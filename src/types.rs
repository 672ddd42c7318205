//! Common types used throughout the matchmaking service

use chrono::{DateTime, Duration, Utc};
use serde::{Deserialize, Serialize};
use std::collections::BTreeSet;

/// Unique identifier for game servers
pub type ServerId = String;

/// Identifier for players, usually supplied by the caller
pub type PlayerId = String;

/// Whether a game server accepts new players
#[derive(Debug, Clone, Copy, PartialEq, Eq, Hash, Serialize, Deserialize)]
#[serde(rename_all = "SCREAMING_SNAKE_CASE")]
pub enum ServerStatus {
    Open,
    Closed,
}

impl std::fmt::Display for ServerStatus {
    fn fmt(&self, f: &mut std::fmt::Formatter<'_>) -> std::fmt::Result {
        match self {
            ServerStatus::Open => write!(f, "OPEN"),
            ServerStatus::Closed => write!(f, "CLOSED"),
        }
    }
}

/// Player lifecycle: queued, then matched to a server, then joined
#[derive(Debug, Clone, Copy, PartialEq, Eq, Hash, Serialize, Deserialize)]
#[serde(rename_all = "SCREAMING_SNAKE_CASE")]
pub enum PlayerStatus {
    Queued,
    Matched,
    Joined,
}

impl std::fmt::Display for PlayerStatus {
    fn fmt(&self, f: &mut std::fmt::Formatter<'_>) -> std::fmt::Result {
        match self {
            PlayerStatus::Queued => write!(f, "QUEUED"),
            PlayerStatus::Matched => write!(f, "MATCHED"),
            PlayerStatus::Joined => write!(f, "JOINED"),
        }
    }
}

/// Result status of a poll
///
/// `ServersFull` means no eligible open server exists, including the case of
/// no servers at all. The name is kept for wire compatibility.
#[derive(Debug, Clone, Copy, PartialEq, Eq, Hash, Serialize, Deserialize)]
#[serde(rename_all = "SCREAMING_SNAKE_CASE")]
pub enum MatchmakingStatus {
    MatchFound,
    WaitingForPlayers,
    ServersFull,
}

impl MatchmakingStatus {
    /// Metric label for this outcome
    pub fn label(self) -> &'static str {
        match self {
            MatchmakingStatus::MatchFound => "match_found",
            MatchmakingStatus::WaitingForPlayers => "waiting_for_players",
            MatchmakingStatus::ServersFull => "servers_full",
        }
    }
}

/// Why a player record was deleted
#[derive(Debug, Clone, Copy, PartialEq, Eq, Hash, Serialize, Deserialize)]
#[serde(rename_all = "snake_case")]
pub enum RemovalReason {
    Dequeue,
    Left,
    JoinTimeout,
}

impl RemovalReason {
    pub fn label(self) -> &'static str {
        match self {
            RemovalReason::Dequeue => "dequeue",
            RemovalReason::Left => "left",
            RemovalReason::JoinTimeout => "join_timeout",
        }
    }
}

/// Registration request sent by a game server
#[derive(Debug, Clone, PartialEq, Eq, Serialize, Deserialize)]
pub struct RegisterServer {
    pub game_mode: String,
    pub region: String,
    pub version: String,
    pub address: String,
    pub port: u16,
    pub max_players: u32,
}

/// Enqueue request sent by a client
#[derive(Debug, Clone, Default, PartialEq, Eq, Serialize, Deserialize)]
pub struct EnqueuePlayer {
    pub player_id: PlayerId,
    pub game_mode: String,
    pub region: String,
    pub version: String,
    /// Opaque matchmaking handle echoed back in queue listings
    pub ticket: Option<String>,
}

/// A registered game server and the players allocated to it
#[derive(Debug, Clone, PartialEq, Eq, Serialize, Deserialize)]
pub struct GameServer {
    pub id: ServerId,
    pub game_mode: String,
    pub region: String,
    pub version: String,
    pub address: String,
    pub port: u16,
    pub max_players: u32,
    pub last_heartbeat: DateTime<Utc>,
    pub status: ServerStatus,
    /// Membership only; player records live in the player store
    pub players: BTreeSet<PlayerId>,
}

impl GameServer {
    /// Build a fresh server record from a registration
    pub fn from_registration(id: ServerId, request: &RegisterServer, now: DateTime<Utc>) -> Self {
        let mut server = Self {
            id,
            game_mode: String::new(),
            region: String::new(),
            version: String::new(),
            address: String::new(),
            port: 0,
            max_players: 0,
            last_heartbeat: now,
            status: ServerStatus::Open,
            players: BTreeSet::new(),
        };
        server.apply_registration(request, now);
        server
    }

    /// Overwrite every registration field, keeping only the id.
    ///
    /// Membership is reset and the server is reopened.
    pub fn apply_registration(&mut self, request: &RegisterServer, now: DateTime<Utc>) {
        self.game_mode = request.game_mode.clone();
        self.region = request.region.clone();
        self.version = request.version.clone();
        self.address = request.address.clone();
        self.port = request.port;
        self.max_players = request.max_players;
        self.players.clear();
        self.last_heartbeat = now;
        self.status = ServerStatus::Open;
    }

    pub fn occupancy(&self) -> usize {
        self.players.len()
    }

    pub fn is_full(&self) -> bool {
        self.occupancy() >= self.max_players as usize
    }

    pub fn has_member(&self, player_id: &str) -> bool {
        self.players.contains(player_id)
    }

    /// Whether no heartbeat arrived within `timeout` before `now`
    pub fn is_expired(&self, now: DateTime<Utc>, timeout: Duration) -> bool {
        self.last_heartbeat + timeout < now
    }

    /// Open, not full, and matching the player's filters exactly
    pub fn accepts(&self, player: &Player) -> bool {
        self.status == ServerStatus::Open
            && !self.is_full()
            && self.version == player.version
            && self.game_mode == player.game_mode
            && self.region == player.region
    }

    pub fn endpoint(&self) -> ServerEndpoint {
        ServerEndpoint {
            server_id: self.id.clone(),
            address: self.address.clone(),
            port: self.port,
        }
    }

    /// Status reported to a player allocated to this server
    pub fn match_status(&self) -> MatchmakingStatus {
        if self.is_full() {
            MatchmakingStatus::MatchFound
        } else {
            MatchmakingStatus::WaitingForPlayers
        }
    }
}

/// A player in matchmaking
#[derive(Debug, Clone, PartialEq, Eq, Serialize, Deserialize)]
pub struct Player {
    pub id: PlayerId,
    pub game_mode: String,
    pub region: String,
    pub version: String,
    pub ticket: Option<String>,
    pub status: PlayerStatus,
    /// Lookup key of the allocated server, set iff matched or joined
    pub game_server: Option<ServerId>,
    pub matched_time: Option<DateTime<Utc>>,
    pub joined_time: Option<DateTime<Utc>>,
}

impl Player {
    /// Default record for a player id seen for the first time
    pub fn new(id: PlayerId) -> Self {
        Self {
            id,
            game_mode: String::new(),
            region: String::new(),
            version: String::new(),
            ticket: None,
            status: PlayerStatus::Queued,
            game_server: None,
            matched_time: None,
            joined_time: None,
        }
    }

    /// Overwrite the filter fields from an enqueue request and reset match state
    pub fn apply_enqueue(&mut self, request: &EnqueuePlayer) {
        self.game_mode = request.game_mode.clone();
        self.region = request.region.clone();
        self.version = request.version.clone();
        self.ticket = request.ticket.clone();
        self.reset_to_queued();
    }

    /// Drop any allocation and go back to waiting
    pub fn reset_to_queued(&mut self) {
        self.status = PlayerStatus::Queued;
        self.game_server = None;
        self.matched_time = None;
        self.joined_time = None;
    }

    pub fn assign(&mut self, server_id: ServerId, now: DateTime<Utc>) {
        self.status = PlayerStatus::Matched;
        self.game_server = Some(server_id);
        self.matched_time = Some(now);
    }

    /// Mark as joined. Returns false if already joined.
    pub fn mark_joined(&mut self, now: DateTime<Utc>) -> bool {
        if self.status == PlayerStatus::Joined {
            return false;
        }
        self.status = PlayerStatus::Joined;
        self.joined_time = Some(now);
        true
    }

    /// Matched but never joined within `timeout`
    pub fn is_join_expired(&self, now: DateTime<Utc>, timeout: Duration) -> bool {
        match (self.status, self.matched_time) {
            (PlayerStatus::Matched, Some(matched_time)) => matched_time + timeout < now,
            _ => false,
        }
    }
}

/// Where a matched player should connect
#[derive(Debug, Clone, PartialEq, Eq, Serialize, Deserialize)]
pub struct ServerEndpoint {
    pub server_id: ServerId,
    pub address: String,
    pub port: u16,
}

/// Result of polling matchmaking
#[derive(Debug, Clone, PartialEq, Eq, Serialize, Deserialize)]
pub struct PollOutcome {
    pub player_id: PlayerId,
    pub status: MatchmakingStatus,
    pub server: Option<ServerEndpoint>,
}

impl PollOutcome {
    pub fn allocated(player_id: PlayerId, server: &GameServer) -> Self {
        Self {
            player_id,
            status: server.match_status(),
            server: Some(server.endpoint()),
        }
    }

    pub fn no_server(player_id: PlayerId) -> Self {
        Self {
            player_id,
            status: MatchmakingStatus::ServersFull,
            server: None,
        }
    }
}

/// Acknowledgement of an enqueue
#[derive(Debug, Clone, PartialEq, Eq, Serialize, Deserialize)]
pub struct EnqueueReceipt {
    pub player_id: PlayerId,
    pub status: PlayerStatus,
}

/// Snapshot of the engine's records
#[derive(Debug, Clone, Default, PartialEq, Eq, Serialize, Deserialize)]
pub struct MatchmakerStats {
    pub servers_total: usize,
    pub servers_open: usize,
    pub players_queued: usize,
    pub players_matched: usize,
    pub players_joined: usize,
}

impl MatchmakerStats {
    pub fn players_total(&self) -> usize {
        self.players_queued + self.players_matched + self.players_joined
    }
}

◇ ◇ ◇ ◇

Among the lines of the material, find those holding the word "sent" and return them.

/// Registration request sent by a game server
/// Enqueue request sent by a client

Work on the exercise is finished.